#### DATASET ENTRIES
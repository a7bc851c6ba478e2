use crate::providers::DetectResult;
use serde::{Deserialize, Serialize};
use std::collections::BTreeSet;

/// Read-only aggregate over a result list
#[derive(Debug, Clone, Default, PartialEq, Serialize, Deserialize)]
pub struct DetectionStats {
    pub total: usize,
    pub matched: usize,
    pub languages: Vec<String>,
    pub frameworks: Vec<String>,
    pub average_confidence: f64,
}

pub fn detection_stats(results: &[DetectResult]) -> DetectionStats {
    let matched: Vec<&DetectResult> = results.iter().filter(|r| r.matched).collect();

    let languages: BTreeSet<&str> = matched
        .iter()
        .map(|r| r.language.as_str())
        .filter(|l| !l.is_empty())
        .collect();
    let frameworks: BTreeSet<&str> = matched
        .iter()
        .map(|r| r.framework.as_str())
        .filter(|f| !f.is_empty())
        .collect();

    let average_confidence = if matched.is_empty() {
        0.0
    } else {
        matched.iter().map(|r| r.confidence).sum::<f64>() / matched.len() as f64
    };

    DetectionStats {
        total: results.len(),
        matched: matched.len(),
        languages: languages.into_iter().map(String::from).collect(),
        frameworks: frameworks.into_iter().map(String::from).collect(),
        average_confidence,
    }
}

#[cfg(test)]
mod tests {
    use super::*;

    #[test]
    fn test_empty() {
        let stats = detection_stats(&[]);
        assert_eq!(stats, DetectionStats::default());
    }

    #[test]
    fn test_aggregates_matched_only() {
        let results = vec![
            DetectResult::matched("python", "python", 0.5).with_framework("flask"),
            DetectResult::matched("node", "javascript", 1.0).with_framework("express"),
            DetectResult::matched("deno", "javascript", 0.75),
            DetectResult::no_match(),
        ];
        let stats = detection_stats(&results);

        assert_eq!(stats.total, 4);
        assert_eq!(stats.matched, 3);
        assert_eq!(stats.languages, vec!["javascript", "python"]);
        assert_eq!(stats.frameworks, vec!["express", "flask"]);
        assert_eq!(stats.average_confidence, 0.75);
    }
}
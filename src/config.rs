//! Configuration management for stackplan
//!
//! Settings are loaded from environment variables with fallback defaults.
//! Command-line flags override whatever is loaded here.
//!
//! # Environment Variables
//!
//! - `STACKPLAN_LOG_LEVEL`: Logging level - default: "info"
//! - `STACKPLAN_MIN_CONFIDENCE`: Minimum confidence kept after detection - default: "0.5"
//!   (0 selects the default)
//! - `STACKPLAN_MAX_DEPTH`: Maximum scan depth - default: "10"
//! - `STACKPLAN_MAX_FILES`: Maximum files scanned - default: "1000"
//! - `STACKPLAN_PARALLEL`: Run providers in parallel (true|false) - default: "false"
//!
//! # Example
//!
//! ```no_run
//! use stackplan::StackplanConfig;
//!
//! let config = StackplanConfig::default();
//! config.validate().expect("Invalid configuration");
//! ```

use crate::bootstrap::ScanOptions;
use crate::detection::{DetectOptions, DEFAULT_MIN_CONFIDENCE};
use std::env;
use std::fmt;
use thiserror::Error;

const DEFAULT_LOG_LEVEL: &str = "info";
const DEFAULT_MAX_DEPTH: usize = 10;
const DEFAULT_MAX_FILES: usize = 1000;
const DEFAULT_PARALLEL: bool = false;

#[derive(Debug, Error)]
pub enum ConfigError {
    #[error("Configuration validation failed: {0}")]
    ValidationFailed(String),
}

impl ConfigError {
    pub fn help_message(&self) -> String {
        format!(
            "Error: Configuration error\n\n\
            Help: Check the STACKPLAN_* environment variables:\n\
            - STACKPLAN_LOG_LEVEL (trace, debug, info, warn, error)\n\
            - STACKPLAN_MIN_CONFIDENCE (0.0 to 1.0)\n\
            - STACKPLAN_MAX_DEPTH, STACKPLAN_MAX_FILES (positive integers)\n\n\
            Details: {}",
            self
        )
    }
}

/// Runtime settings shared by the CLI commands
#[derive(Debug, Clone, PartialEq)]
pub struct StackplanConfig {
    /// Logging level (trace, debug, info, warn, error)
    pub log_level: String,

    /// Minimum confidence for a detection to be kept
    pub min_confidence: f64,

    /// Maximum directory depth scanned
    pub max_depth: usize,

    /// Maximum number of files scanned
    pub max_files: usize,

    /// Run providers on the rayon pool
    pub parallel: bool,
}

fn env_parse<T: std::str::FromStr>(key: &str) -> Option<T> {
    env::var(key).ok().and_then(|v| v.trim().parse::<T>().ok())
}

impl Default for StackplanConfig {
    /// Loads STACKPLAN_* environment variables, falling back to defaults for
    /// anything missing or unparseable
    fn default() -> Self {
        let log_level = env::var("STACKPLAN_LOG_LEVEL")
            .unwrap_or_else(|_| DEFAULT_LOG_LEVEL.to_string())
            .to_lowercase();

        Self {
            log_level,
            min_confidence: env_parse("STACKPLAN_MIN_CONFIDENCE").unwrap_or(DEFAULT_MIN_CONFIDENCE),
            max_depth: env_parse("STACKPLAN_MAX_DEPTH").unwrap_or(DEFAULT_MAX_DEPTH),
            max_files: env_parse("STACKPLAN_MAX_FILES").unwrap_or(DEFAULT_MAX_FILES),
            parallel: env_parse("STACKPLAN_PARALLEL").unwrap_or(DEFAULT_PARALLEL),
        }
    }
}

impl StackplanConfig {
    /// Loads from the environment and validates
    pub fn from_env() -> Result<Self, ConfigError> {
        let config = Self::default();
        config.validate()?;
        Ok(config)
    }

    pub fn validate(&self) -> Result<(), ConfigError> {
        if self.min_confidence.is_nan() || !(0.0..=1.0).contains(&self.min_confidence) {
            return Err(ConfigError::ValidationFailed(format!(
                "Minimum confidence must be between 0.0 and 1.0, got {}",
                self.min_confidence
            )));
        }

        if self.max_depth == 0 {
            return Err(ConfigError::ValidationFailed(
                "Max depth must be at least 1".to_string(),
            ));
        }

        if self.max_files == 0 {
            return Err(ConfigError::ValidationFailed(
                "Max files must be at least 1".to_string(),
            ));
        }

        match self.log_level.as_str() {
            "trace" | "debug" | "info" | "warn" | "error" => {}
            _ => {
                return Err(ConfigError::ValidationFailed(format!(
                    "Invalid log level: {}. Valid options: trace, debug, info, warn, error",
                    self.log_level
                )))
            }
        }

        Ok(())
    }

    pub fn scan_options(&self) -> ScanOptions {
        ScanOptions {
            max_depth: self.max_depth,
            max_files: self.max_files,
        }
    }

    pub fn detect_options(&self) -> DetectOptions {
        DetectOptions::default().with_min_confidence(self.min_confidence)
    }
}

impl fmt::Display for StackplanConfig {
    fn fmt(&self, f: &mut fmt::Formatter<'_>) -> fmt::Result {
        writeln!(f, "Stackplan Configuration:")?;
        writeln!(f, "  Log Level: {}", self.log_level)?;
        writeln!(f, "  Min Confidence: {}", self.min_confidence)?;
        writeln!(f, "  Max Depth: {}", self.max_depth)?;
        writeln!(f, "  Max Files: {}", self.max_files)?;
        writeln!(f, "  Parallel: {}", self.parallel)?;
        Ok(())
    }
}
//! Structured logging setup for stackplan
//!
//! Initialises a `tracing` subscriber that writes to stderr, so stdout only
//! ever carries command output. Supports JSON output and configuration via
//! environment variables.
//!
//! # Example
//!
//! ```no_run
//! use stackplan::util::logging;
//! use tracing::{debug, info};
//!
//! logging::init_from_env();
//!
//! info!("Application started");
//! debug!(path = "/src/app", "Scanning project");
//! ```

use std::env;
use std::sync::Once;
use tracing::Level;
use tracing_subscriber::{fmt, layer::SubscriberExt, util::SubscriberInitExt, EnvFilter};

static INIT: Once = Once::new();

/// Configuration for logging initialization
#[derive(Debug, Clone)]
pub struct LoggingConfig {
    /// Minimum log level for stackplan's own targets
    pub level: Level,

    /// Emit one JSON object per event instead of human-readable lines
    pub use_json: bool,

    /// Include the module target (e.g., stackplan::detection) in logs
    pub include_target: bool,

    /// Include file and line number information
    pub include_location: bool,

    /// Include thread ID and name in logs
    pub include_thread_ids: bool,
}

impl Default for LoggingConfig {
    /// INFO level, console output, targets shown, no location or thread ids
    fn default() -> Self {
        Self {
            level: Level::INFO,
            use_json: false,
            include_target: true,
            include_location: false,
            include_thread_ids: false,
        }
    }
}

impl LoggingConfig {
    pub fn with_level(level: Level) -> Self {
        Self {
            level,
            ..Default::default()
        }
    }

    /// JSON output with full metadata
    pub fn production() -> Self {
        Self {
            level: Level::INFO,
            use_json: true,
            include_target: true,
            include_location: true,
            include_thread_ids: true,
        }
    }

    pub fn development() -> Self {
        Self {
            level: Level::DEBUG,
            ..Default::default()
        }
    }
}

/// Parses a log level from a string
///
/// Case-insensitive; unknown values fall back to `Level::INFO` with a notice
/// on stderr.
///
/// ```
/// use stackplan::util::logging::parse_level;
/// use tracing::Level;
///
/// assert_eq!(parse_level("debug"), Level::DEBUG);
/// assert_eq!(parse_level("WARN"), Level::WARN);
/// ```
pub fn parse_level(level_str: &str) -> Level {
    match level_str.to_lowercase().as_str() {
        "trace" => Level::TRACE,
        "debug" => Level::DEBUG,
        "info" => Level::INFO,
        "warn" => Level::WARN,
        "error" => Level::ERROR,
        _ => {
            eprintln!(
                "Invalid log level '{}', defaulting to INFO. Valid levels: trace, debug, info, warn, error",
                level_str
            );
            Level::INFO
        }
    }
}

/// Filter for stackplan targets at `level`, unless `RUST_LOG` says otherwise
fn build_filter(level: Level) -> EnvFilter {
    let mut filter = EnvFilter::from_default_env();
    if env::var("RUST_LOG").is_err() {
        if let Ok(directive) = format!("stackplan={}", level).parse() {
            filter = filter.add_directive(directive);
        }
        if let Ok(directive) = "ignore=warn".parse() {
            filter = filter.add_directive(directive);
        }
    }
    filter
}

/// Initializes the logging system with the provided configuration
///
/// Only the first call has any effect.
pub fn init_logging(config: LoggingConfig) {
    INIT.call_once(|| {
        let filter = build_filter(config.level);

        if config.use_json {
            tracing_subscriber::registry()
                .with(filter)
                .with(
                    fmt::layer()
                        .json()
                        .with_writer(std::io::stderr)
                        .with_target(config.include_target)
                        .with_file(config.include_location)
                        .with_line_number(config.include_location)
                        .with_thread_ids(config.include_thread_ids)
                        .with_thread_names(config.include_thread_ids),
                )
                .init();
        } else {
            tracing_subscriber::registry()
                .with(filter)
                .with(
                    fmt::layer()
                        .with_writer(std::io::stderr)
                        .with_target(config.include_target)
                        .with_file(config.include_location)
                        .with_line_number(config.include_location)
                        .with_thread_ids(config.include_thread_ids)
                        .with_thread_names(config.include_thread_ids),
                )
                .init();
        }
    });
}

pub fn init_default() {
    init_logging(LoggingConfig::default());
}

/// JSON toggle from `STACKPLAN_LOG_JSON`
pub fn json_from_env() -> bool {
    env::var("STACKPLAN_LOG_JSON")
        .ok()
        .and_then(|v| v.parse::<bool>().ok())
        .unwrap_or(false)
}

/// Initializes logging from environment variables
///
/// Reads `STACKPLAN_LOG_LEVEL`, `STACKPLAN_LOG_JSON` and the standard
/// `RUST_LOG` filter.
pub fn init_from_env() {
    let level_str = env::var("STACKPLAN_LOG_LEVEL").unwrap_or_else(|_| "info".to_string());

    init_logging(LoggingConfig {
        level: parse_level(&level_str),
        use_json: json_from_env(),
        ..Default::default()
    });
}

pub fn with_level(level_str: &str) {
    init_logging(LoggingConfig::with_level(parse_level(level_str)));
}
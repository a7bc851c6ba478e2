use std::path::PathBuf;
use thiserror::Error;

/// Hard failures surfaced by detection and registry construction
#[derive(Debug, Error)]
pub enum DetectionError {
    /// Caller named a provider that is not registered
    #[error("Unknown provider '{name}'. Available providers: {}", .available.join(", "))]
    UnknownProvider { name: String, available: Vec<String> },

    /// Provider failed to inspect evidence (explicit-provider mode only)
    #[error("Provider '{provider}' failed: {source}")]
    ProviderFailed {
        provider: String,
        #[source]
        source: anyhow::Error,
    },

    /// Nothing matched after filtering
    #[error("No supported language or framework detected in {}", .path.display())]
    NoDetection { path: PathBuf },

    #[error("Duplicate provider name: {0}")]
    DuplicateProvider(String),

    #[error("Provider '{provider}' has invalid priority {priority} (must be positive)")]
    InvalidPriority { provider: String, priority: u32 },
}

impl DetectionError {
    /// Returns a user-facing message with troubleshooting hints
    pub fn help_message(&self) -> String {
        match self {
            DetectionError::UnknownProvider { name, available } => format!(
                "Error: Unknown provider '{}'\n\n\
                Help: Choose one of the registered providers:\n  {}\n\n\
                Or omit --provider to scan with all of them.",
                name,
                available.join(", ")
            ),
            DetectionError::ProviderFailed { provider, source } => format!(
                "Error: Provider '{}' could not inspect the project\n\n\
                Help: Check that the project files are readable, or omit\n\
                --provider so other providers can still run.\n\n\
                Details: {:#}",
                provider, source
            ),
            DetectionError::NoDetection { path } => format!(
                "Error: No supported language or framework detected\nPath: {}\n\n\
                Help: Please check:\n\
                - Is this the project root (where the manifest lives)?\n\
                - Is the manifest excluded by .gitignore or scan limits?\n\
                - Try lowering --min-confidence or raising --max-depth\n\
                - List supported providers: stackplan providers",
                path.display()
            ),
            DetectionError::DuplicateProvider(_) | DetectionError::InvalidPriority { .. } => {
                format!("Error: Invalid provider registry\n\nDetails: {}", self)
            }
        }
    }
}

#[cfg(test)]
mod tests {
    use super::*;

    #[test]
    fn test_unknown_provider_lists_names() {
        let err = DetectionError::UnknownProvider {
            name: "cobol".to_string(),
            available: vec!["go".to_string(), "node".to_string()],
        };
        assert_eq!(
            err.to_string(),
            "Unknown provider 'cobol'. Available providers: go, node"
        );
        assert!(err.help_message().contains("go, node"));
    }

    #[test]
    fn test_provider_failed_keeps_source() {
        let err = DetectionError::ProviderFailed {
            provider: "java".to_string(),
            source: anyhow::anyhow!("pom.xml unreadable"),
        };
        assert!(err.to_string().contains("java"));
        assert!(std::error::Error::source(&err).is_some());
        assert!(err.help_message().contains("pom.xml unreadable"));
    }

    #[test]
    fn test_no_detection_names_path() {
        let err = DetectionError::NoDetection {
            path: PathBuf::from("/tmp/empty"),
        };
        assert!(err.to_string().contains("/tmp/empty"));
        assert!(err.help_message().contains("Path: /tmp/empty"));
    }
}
########
• [GOAL OF THE EXERCISE]:
Return the entries above unchanged, starting at the first line and stopping after the line with "pub struct DetectionStats".

• [SOLUTION FOR THIS EXERCISE]:
repository a7bc851c6ba478e2
use crate::providers::DetectResult;
use serde::{Deserialize, Serialize};
use std::collections::BTreeSet;

/// Read-only aggregate over a result list
#[derive(Debug, Clone, Default, PartialEq, Serialize, Deserialize)]
pub struct DetectionStats {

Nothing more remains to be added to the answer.